WORK INSTRUCTION >> Please return each of the entries that follow, unchanged in every word.

SUPPLIED DATA >>
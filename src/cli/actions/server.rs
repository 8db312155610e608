use crate::{api, token::TokenKeys};
use anyhow::{Context, Result};
use std::{fs, sync::Arc};
use tracing::debug;

#[derive(Debug)]
pub struct Args {
    pub port: u16,
    pub dsn: String,
    pub private_key_path: String,
    pub public_key_path: String,
    pub token_ttl_seconds: i64,
}

/// Execute the server action.
///
/// Key material is read exactly once here; a missing or unparseable key file
/// is a fatal startup condition.
///
/// # Errors
///
/// Returns an error if either key file cannot be read or parsed, or the
/// server fails to start.
pub async fn execute(args: Args) -> Result<()> {
    let private_key = fs::read(&args.private_key_path)
        .with_context(|| format!("Failed to read private key file: {}", args.private_key_path))?;
    let public_key = fs::read(&args.public_key_path)
        .with_context(|| format!("Failed to read public key file: {}", args.public_key_path))?;

    let keys = TokenKeys::from_pem(&private_key, &public_key, args.token_ttl_seconds)
        .context("Failed to parse token signing key pair")?;

    debug!("Identity token TTL: {}s", keys.ttl_seconds());

    api::new(args.port, args.dsn, Arc::new(keys)).await
}

#[cfg(test)]
mod tests {
    use super::*;

    fn args_with_keys(private_key_path: String, public_key_path: String) -> Args {
        Args {
            port: 0,
            dsn: "postgres://localhost/taskaro".to_string(),
            private_key_path,
            public_key_path,
            token_ttl_seconds: 3600,
        }
    }

    #[tokio::test]
    async fn missing_private_key_is_fatal() {
        let args = args_with_keys(
            "/nonexistent/taskaro-private.pem".to_string(),
            "/nonexistent/taskaro-public.pem".to_string(),
        );
        let err = execute(args).await.expect_err("startup must fail");
        assert!(
            err.to_string().contains("Failed to read private key file"),
            "unexpected error: {err:#}"
        );
    }

    #[tokio::test]
    async fn unparseable_key_is_fatal() -> Result<()> {
        let dir = std::env::temp_dir();
        let private_path = dir.join(format!("taskaro-test-bad-private-{}.pem", std::process::id()));
        let public_path = dir.join(format!("taskaro-test-bad-public-{}.pem", std::process::id()));
        fs::write(&private_path, "not a key")?;
        fs::write(&public_path, "not a key either")?;

        let args = args_with_keys(
            private_path.display().to_string(),
            public_path.display().to_string(),
        );
        let result = execute(args).await;

        fs::remove_file(&private_path)?;
        fs::remove_file(&public_path)?;

        let err = result.expect_err("startup must fail");
        assert!(
            err.to_string()
                .contains("Failed to parse token signing key pair"),
            "unexpected error: {err:#}"
        );
        Ok(())
    }
}
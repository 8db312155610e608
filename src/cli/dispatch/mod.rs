//! Command-line argument dispatch.
//!
//! Maps validated CLI matches to the action the binary executes.

use crate::cli::actions::{server::Args, Action};
use crate::cli::commands::keys;
use anyhow::{Context, Result};

/// Map validated CLI matches to a server action.
///
/// # Errors
///
/// Returns an error if required arguments are missing.
pub fn handler(matches: &clap::ArgMatches) -> Result<Action> {
    let port = matches.get_one::<u16>("port").copied().unwrap_or(8080);
    let dsn = matches
        .get_one::<String>("dsn")
        .cloned()
        .context("missing required argument: --dsn")?;

    let keys_opts = keys::Options::parse(matches)?;

    Ok(Action::Server(Args {
        port,
        dsn,
        private_key_path: keys_opts.private_key_path,
        public_key_path: keys_opts.public_key_path,
        token_ttl_seconds: keys_opts.token_ttl_seconds,
    }))
}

RESPONSE AREA >>
filename src/cli/actions/server.rs
repository 8db312155610e608
use crate::{api, token::TokenKeys};
use anyhow::{Context, Result};
use std::{fs, sync::Arc};
use tracing::debug;

#[derive(Debug)]
pub struct Args {
    pub port: u16,
    pub dsn: String,
    pub private_key_path: String,
    pub public_key_path: String,
    pub token_ttl_seconds: i64,
}

/// Execute the server action.
///
/// Key material is read exactly once here; a missing or unparseable key file
/// is a fatal startup condition.
///
/// # Errors
///
/// Returns an error if either key file cannot be read or parsed, or the
/// server fails to start.
pub async fn execute(args: Args) -> Result<()> {
    let private_key = fs::read(&args.private_key_path)
        .with_context(|| format!("Failed to read private key file: {}", args.private_key_path))?;
    let public_key = fs::read(&args.public_key_path)
        .with_context(|| format!("Failed to read public key file: {}", args.public_key_path))?;

    let keys = TokenKeys::from_pem(&private_key, &public_key, args.token_ttl_seconds)
        .context("Failed to parse token signing key pair")?;

    debug!("Identity token TTL: {}s", keys.ttl_seconds());

    api::new(args.port, args.dsn, Arc::new(keys)).await
}

#[cfg(test)]
mod tests {
    use super::*;

    fn args_with_keys(private_key_path: String, public_key_path: String) -> Args {
        Args {
            port: 0,
            dsn: "postgres://localhost/taskaro".to_string(),
            private_key_path,
            public_key_path,
            token_ttl_seconds: 3600,
        }
    }

    #[tokio::test]
    async fn missing_private_key_is_fatal() {
        let args = args_with_keys(
            "/nonexistent/taskaro-private.pem".to_string(),
            "/nonexistent/taskaro-public.pem".to_string(),
        );
        let err = execute(args).await.expect_err("startup must fail");
        assert!(
            err.to_string().contains("Failed to read private key file"),
            "unexpected error: {err:#}"
        );
    }

    #[tokio::test]
    async fn unparseable_key_is_fatal() -> Result<()> {
        let dir = std::env::temp_dir();
        let private_path = dir.join(format!("taskaro-test-bad-private-{}.pem", std::process::id()));
        let public_path = dir.join(format!("taskaro-test-bad-public-{}.pem", std::process::id()));
        fs::write(&private_path, "not a key")?;
        fs::write(&public_path, "not a key either")?;

        let args = args_with_keys(
            private_path.display().to_string(),
            public_path.display().to_string(),
        );
        let result = execute(args).await;

        fs::remove_file(&private_path)?;
        fs::remove_file(&public_path)?;

        let err = result.expect_err("startup must fail");
        assert!(
            err.to_string()
                .contains("Failed to parse token signing key pair"),
            "unexpected error: {err:#}"
        );
        Ok(())
    }
}
repository 8db312155610e608
filename src/cli/dispatch/mod.rs
//! Command-line argument dispatch.
//!
//! Maps validated CLI matches to the action the binary executes.

use crate::cli::actions::{server::Args, Action};
use crate::cli::commands::keys;
use anyhow::{Context, Result};

/// Map validated CLI matches to a server action.
///
/// # Errors
///
/// Returns an error if required arguments are missing.
pub fn handler(matches: &clap::ArgMatches) -> Result<Action> {
    let port = matches.get_one::<u16>("port").copied().unwrap_or(8080);
    let dsn = matches
        .get_one::<String>("dsn")
        .cloned()
        .context("missing required argument: --dsn")?;

    let keys_opts = keys::Options::parse(matches)?;

    Ok(Action::Server(Args {
        port,
        dsn,
        private_key_path: keys_opts.private_key_path,
        public_key_path: keys_opts.public_key_path,
        token_ttl_seconds: keys_opts.token_ttl_seconds,
    }))
}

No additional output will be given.